Einer wie Dennis Guretzke hätte sich vor drei, vier Jahren gar nicht erst bewerben müssen. Der schmächtige junge Mann mit dem kurz geschorenen Haar saß im Gefängnis, verurteilt wegen Einbruchsdiebstahls. Für Ausbildungsbetriebe und Lehrmeister war ein derartiger Makel im Lebenslauf ein Ausschlusskriterium, es gab ja gneug Bewerber für Lehrstellen. Inzwischen hat sich der Markt gedreht. Immer häufiger können Betriebe ihre Ausbildungsplätze nicht mehr besetzen, weil es zu wenige oder zumindest zu wenig geeignete Asprianten gibt. Dies, so die Theorie, führt dazu, dass Betriebe nicht mehr nur auf Zeugnisse und Lebenslauf gucken, sondern auch Bewerber zum Vorstellungsgespräch bitten, auf die sie sich früher nicht eingelassen hätten. "In der Praxis hat sich dieser Gedanke noch nicht überall durchgesetzt", sagt Ingelore Holz, Geschäftsführerin der Werkstätten Stadtkirchenverband Hannover. Dort läuft das Projekt Perspektivwechsel, das straffällig gewordenen Jugendlichen einen neuen Anfang ermöglichen soll.

Dennis Guretzke hat mindestens eine Eigenschaft an den Tag gelegt, die moderne Arbeitgeber schätzen: Flexibilität. "Ich bin nach Hannover gekommen, weil es hier viele Betriebe gibt, und weil es eine große Stadt ist, in der mich niemand kennt. Das ist gut für einen zweiten Start", sagt der 21-Jährige, der in Demmin in Mecklenburg-Vorpommern geboren ist und den es danach nach Peine, Greven (bei Münster) und Nordhorn verschlagen hat - Kleinstädte, in denen man als Heranwachsender Langeweile schieben und auf dumme Gedanken kommen kann.
Guretzke, dessen Eltern sich getrennt haben der früh in seinem Leben den familiären Halt verlor, erzählt seine Geschichte frank und frei, ohne dabei die Augen zu senken: Wie er an Kumpels geriet, von denen er im Nachhinein sagt, es seien "die falschen Leute gewesen". Wie er, um "zu beweisen, dass man mithalten kann und dazugehört", Dinge tat, die man besser lässt. Und wie das Ganze dann dazu führte, dass er Gefahr lief, sein Leben zu verpfuschen.

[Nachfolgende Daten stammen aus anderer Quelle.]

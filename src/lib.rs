pub mod adapters;
pub mod config;
pub mod core;
pub mod domain;
pub mod utils;

#[cfg(feature = "cli")]
pub use config::CliConfig;
pub use config::TomlConfig;

pub use adapters::{GeminiDirectBackend, PrimaryBackend, SearchLinkPricer};
pub use core::orchestrator::{AnalysisOrchestrator, DefaultOrchestrator};
pub use domain::model::{
    AnalysisFailure, AnalysisResult, Candidate, EnrichedCandidate, ImageReference, PriceInfo,
    Provenance,
};
pub use utils::error::{LensError, Result};
// Adapters layer: concrete implementations of the domain ports over HTTP.

pub mod gemini;
pub mod pricing;
pub mod primary;

pub use gemini::GeminiDirectBackend;
pub use pricing::SearchLinkPricer;
pub use primary::PrimaryBackend;
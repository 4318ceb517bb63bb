use clap::Parser;
use gonggu_lens::core::matching::NormalizedMatch;
use gonggu_lens::core::quality_gate::QualityGate;
use gonggu_lens::domain::ports::{ConfigProvider, MatchPolicy};
use gonggu_lens::utils::error::ErrorSeverity;
use gonggu_lens::utils::{logger, validation::Validate};
use gonggu_lens::{AnalysisFailure, AnalysisResult, CliConfig, DefaultOrchestrator, LensError, TomlConfig};

#[tokio::main]
async fn main() -> anyhow::Result<()> {
    let cli = CliConfig::parse();

    let toml = match &cli.config {
        Some(path) => match TomlConfig::from_file(path) {
            Ok(config) => Some(config),
            Err(e) => {
                eprintln!("❌ Failed to load config file '{}': {}", path, e);
                eprintln!("💡 Make sure the file exists and is valid TOML format");
                std::process::exit(1);
            }
        },
        None => None,
    };

    // 初始化日誌
    let log_json = cli.log_json || toml.as_ref().is_some_and(|t| t.log_json());
    if log_json {
        logger::init_json_logger(cli.verbose);
    } else {
        logger::init_cli_logger(cli.verbose);
    }

    tracing::info!("Starting gonggu-lens");

    // 驗證配置
    let validation = match &toml {
        Some(config) => config.validate().and_then(|_| cli.validate_image_args()),
        None => cli.validate(),
    };
    if let Err(e) = validation {
        tracing::error!("❌ Configuration validation failed: {}", e);
        tracing::error!("💡 Suggestion: {}", e.recovery_suggestion());
        eprintln!("❌ {}", e.user_friendly_message());
        std::process::exit(1);
    }

    let monitor_enabled = cli.monitor || toml.as_ref().is_some_and(|t| t.monitoring_enabled());

    let outcome = match &toml {
        Some(config) => run(&cli, config, monitor_enabled).await,
        None => run(&cli, &cli, monitor_enabled).await,
    };

    match outcome {
        Ok((result, threshold)) => {
            println!("{}", serde_json::to_string_pretty(&result)?);
            report(&cli, &result, threshold);
        }
        Err(e) => {
            // 記錄詳細錯誤信息
            tracing::error!(
                "❌ Analysis failed: {} (Category: {:?}, Severity: {:?})",
                e,
                e.category(),
                e.severity()
            );
            tracing::error!("💡 Recovery suggestion: {}", e.recovery_suggestion());

            println!(
                "{}",
                serde_json::to_string_pretty(&AnalysisFailure::from_error(&e))?
            );

            let exit_code = match e.severity() {
                ErrorSeverity::Low => 0,
                ErrorSeverity::Medium => 2,
                ErrorSeverity::High => 1,
                ErrorSeverity::Critical => 3,
            };

            if exit_code > 0 {
                std::process::exit(exit_code);
            }
        }
    }

    Ok(())
}

async fn run<C: ConfigProvider>(
    cli: &CliConfig,
    config: &C,
    monitor_enabled: bool,
) -> Result<(AnalysisResult, f64), LensError> {
    let orchestrator = DefaultOrchestrator::from_config(config)?.with_monitoring(monitor_enabled);
    let image = cli.image_reference().await?;
    let result = orchestrator.analyze(image).await?;
    Ok((result, config.quality_threshold()))
}

fn report(cli: &CliConfig, result: &AnalysisResult, threshold: f64) {
    eprintln!(
        "✅ {} candidates (via {})",
        result.candidates.len(),
        result.provenance.as_str()
    );

    let Some(top) = result.top() else {
        return;
    };

    if cli.explain {
        let report = QualityGate::new(threshold).evaluate(&top.candidate);
        eprintln!(
            "📊 Quality of '{}': {:.2} / {} ({})",
            top.candidate.name,
            report.score,
            report.threshold,
            if report.passed { "PASS" } else { "LOW" }
        );
        for (field, ok) in &report.details {
            eprintln!("   {} {}", if *ok { "✅" } else { "❌" }, field);
        }
    }

    if let Some(truth) = cli.expected() {
        let matched = NormalizedMatch.matches(&top.candidate, &truth);
        eprintln!(
            "{} Top candidate {} the expected tool",
            if matched { "🎯" } else { "⚠️" },
            if matched { "matches" } else { "does not match" }
        );
    }
}
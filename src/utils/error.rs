use thiserror::Error;

#[derive(Error, Debug)]
pub enum LensError {
    #[error("HTTP request failed: {0}")]
    ApiError(#[from] reqwest::Error),

    #[error("IO error: {0}")]
    IoError(#[from] std::io::Error),

    #[error("Serialization error: {0}")]
    SerializationError(#[from] serde_json::Error),

    #[error("Missing configuration: {field}")]
    MissingConfigError { field: String },

    #[error("Invalid configuration value for {field}: '{value}' ({reason})")]
    InvalidConfigValueError {
        field: String,
        value: String,
        reason: String,
    },

    #[error("Configuration error in {field}: {message}")]
    ConfigValidationError { field: String, message: String },

    #[error("Inference backend call failed: {message}")]
    BackendError { backend: String, message: String },

    #[error("Failed to parse AI response: {message}")]
    ParseError { message: String },

    #[error("AI analysis failed: {message}")]
    AnalysisFailed { message: String },

    #[error("Price enrichment failed: {message}")]
    EnrichmentError { message: String },

    #[error("Invalid image reference: {message}")]
    InvalidImageError { message: String },
}

#[derive(Debug, Clone, Copy, PartialEq, Eq)]
pub enum ErrorCategory {
    Network,
    Configuration,
    Parsing,
    Analysis,
    Input,
}

#[derive(Debug, Clone, Copy, PartialEq, Eq, PartialOrd, Ord)]
pub enum ErrorSeverity {
    Low,
    Medium,
    High,
    Critical,
}

impl LensError {
    pub fn category(&self) -> ErrorCategory {
        match self {
            LensError::ApiError(_) | LensError::BackendError { .. } => ErrorCategory::Network,
            LensError::MissingConfigError { .. }
            | LensError::InvalidConfigValueError { .. }
            | LensError::ConfigValidationError { .. } => ErrorCategory::Configuration,
            LensError::SerializationError(_) | LensError::ParseError { .. } => {
                ErrorCategory::Parsing
            }
            LensError::AnalysisFailed { .. } | LensError::EnrichmentError { .. } => {
                ErrorCategory::Analysis
            }
            LensError::IoError(_) | LensError::InvalidImageError { .. } => ErrorCategory::Input,
        }
    }

    pub fn severity(&self) -> ErrorSeverity {
        match self {
            LensError::EnrichmentError { .. } => ErrorSeverity::Low,
            LensError::ApiError(_) | LensError::BackendError { .. } => ErrorSeverity::Medium,
            LensError::MissingConfigError { .. }
            | LensError::InvalidConfigValueError { .. }
            | LensError::ConfigValidationError { .. } => ErrorSeverity::Critical,
            _ => ErrorSeverity::High,
        }
    }

    /// 是否為設定錯誤 (沒有任何後備路徑可用)
    pub fn is_configuration(&self) -> bool {
        self.category() == ErrorCategory::Configuration
    }

    pub fn recovery_suggestion(&self) -> String {
        match self {
            LensError::MissingConfigError { field } => {
                format!("Set '{}' in the config file or environment", field)
            }
            LensError::InvalidConfigValueError { field, .. }
            | LensError::ConfigValidationError { field, .. } => {
                format!("Check the value of '{}'", field)
            }
            LensError::ApiError(_) | LensError::BackendError { .. } => {
                "Check that the inference service is reachable and retry".to_string()
            }
            LensError::ParseError { .. } | LensError::SerializationError(_) => {
                "The model returned an unexpected format; retry with a clearer photo".to_string()
            }
            LensError::AnalysisFailed { .. } => {
                "Retry later or check the Gemini API key and quota".to_string()
            }
            LensError::EnrichmentError { .. } => {
                "Price data is optional; the candidate is still usable".to_string()
            }
            LensError::IoError(_) | LensError::InvalidImageError { .. } => {
                "Provide a reachable image URL, a readable file, or valid base64 data".to_string()
            }
        }
    }

    /// 對呼叫端顯示的訊息，不暴露後端身分或內部細節
    pub fn user_friendly_message(&self) -> String {
        match self.category() {
            ErrorCategory::Configuration => match self {
                // 欄位名稱只寫入日誌 (recovery_suggestion)
                LensError::MissingConfigError { .. } => {
                    "Configuration error: inference credential not configured".to_string()
                }
                other => format!("Configuration error: {}", other),
            },
            ErrorCategory::Input => format!("Invalid input: {}", self),
            _ => match self {
                LensError::AnalysisFailed { .. } => self.to_string(),
                other => format!("AI analysis failed: {}", other),
            },
        }
    }
}

pub type Result<T> = std::result::Result<T, LensError>;
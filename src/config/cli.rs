use crate::config::*;
use crate::core::quality_gate::DEFAULT_QUALITY_THRESHOLD;
use crate::domain::model::{Candidate, ImageReference};
use crate::domain::ports::ConfigProvider;
use crate::utils::error::{LensError, Result};
use crate::utils::validation::Validate;
use base64::{engine::general_purpose, Engine};
use clap::{ArgGroup, Parser};
use std::path::Path;
use std::time::Duration;

const IMAGE_EXTENSIONS: [&str; 5] = ["jpg", "jpeg", "png", "webp", "gif"];

#[derive(Debug, Clone, Parser)]
#[command(name = "gonggu-lens")]
#[command(about = "Identify a tool from a photo and list priced candidates")]
#[command(group(ArgGroup::new("image").required(true).args(["url", "base64", "image_file"])))]
pub struct CliConfig {
    /// Image URL, absolute or relative to the public base URL
    #[arg(long)]
    pub url: Option<String>,

    /// Inline base64 image, optionally with a data URL prefix
    #[arg(long)]
    pub base64: Option<String>,

    /// Local image file to send inline
    #[arg(long)]
    pub image_file: Option<String>,

    /// TOML config file; replaces the service flags below
    #[arg(short, long)]
    pub config: Option<String>,

    #[arg(long, env = "AI_SERVER_URL", default_value = DEFAULT_PRIMARY_ENDPOINT)]
    pub primary_endpoint: String,

    #[arg(long, env = "PUBLIC_BASE_URL", default_value = DEFAULT_PUBLIC_BASE_URL)]
    pub public_base_url: String,

    #[arg(long, env = "GEMINI_API_KEY", hide_env_values = true)]
    pub gemini_api_key: Option<String>,

    #[arg(long, env = "GEMINI_MODEL", default_value = DEFAULT_GEMINI_MODEL)]
    pub gemini_model: String,

    #[arg(long, env = "GEMINI_API_BASE", default_value = DEFAULT_GEMINI_API_BASE)]
    pub gemini_api_base: String,

    #[arg(long, default_value_t = DEFAULT_TIMEOUT_SECONDS)]
    pub timeout_seconds: u64,

    #[arg(long, default_value = DEFAULT_PRICE_STORE)]
    pub price_store: String,

    #[arg(long, default_value = DEFAULT_PRICE_SEARCH_URL)]
    pub price_search_url: String,

    #[arg(long, default_value_t = DEFAULT_MIN_PRICE)]
    pub min_price: u64,

    #[arg(long, default_value_t = DEFAULT_MAX_PRICE)]
    pub max_price: u64,

    #[arg(long, default_value_t = DEFAULT_QUALITY_THRESHOLD)]
    pub quality_threshold: f64,

    /// Expected name of the tool, to check the top candidate
    #[arg(long)]
    pub expect_name: Option<String>,

    #[arg(long, requires = "expect_name")]
    pub expect_brand: Option<String>,

    #[arg(long, requires = "expect_name")]
    pub expect_model: Option<String>,

    #[arg(long, help = "Print the quality report of the top candidate")]
    pub explain: bool,

    #[arg(short, long, help = "Enable verbose output")]
    pub verbose: bool,

    #[arg(long, help = "Emit logs as JSON")]
    pub log_json: bool,

    #[arg(long, help = "Log per-stage timings")]
    pub monitor: bool,
}

impl CliConfig {
    /// 依參數決定圖片來源；本地檔案讀取後轉成 data URL 形式的 base64
    pub async fn image_reference(&self) -> Result<ImageReference> {
        if let Some(url) = &self.url {
            return Ok(ImageReference::Url(url.clone()));
        }
        if let Some(payload) = &self.base64 {
            return Ok(ImageReference::Base64(payload.clone()));
        }
        if let Some(path) = &self.image_file {
            return load_image_file(path).await;
        }
        Err(LensError::InvalidImageError {
            message: "one of --url, --base64 or --image-file is required".to_string(),
        })
    }

    /// 圖片參數的檢查；使用 TOML 設定時服務參數被取代，但這部分仍需驗證
    pub fn validate_image_args(&self) -> Result<()> {
        use crate::utils::validation::*;

        if let Some(url) = &self.url {
            validate_non_empty_string("url", url)?;
        }
        if let Some(payload) = &self.base64 {
            validate_non_empty_string("base64", payload)?;
        }
        if let Some(path) = &self.image_file {
            validate_file_extensions("image_file", std::slice::from_ref(path), &IMAGE_EXTENSIONS)?;
        }
        Ok(())
    }

    pub fn expected(&self) -> Option<Candidate> {
        self.expect_name.as_ref().map(|name| {
            let mut truth = Candidate::named(name, 1.0);
            truth.brand = self.expect_brand.clone();
            truth.model = self.expect_model.clone();
            truth
        })
    }
}

pub async fn load_image_file(path: &str) -> Result<ImageReference> {
    let data = tokio::fs::read(path).await?;
    if data.is_empty() {
        return Err(LensError::InvalidImageError {
            message: format!("{} is empty", path),
        });
    }

    let mime_type = match Path::new(path)
        .extension()
        .and_then(|ext| ext.to_str())
        .map(|ext| ext.to_ascii_lowercase())
        .as_deref()
    {
        Some("png") => "image/png",
        Some("webp") => "image/webp",
        Some("gif") => "image/gif",
        _ => "image/jpeg",
    };

    Ok(ImageReference::Base64(format!(
        "data:{};base64,{}",
        mime_type,
        general_purpose::STANDARD.encode(&data)
    )))
}

impl ConfigProvider for CliConfig {
    fn primary_endpoint(&self) -> &str {
        &self.primary_endpoint
    }

    fn public_base_url(&self) -> &str {
        &self.public_base_url
    }

    fn gemini_api_key(&self) -> Option<&str> {
        resolved_secret(self.gemini_api_key.as_deref())
    }

    fn gemini_model(&self) -> &str {
        &self.gemini_model
    }

    fn gemini_api_base(&self) -> &str {
        &self.gemini_api_base
    }

    fn request_timeout(&self) -> Duration {
        Duration::from_secs(self.timeout_seconds)
    }

    fn price_store(&self) -> &str {
        &self.price_store
    }

    fn price_search_url(&self) -> &str {
        &self.price_search_url
    }

    fn price_range(&self) -> (u64, u64) {
        (self.min_price, self.max_price)
    }

    fn quality_threshold(&self) -> f64 {
        self.quality_threshold
    }
}

impl Validate for CliConfig {
    fn validate(&self) -> Result<()> {
        use crate::utils::validation::*;

        validate_url("primary_endpoint", &self.primary_endpoint)?;
        validate_url("public_base_url", &self.public_base_url)?;
        validate_url("gemini_api_base", &self.gemini_api_base)?;
        validate_url("price_search_url", &self.price_search_url)?;
        validate_non_empty_string("gemini_model", &self.gemini_model)?;
        validate_positive_number("timeout_seconds", self.timeout_seconds, 1)?;
        validate_ordered_pair("min_price", self.min_price, self.max_price)?;
        validate_range("quality_threshold", self.quality_threshold, 0.0, 1.0)?;

        self.validate_image_args()
    }
}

In Guretzkes Clique wurde gekifft, in Läden geklaut. Als man ihn erwischte, bekam er Sozialstunden im Tierpark Nordhorn aufgebrummt. "Ich musste die Drecksarbeit leisten, die die angestellten Mitarbeiter nicht machen wollten", sagt er. Mit 18 Jahren war er obdachlos, lebte in einer Unterkunft, wo er aber nach eigenen Angaben "mit den Alkis nicht klarkam". Er landete auf der Straße. Damals hatte er einen gesetzlichen Betreuer, der, so schildert es Guretzke, seine Tätigkeit eher nachlässig ausübte, sodass es zu einer Sperre von Hartz-IV-Leistungen kam. Mit einem Bekannten ist er dann in das Büro des Betreuers eingestiegen; sie stahlen Geld und Elektrogeräte. "Es war ein Racheakt", sagt Guretzke. Die Sache flog auf, das Gericht schickte ihn für 14 Monate in die Jugendanstalt Hameln. Dort wurde er Ende vergangenen Jahres nach acht Monaten wegen guter Führung vorzeitig entlassen.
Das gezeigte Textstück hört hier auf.